What number of lines in the entries hold the string "join"? Answer with it alone.

══════

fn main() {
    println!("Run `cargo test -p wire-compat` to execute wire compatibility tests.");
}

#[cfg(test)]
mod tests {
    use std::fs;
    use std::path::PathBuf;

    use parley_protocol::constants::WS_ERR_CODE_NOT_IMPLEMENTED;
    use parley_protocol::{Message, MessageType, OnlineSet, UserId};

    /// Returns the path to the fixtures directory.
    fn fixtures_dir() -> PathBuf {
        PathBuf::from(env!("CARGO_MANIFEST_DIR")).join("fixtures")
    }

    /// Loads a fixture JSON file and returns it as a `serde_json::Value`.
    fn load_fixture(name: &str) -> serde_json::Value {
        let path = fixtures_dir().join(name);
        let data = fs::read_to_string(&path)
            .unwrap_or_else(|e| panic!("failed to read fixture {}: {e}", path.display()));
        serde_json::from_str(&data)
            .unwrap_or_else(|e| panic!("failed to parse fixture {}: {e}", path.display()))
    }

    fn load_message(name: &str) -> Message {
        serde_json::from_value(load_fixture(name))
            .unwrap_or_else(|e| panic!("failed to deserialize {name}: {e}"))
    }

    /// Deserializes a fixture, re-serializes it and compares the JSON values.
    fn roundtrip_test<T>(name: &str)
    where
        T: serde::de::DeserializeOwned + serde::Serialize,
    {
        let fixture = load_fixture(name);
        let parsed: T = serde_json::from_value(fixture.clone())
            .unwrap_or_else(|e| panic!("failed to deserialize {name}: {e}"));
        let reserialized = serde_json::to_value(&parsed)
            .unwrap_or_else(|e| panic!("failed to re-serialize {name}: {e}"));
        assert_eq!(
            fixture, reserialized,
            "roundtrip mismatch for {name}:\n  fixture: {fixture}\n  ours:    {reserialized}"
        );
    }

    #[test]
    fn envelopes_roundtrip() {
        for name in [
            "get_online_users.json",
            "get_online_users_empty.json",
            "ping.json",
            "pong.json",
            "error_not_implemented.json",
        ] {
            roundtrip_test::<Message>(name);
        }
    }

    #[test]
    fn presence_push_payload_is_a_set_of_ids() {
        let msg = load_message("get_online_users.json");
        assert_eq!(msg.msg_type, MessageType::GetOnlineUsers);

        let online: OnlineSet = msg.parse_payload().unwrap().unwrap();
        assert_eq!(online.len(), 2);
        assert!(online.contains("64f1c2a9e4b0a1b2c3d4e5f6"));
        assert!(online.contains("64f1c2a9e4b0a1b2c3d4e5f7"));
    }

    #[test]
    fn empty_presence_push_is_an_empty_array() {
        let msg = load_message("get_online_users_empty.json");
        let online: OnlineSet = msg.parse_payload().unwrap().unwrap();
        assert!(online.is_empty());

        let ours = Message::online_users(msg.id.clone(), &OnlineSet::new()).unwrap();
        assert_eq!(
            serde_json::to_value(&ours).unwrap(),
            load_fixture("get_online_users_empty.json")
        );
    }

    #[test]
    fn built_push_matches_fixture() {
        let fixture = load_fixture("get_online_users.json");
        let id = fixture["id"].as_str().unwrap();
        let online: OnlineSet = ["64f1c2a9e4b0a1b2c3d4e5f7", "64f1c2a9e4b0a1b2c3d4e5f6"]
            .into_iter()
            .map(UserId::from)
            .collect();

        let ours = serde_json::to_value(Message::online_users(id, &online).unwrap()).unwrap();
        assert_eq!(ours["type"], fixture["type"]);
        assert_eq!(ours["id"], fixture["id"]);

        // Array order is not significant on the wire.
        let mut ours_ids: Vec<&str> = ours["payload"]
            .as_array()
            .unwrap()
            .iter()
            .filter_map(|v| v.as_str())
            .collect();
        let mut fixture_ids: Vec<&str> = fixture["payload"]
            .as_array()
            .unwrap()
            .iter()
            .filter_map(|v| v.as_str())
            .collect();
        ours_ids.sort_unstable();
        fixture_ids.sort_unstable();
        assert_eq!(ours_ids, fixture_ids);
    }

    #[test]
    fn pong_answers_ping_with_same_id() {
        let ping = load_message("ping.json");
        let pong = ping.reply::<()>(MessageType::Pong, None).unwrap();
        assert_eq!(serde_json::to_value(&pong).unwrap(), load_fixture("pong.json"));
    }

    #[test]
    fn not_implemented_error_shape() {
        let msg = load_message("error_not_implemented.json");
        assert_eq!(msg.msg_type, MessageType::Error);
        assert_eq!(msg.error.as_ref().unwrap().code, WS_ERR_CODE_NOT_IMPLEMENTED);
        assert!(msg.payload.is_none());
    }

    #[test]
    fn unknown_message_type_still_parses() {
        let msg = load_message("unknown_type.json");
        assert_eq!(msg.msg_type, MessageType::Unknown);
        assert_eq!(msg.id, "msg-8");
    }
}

══════

* [Solution to the problem]:
2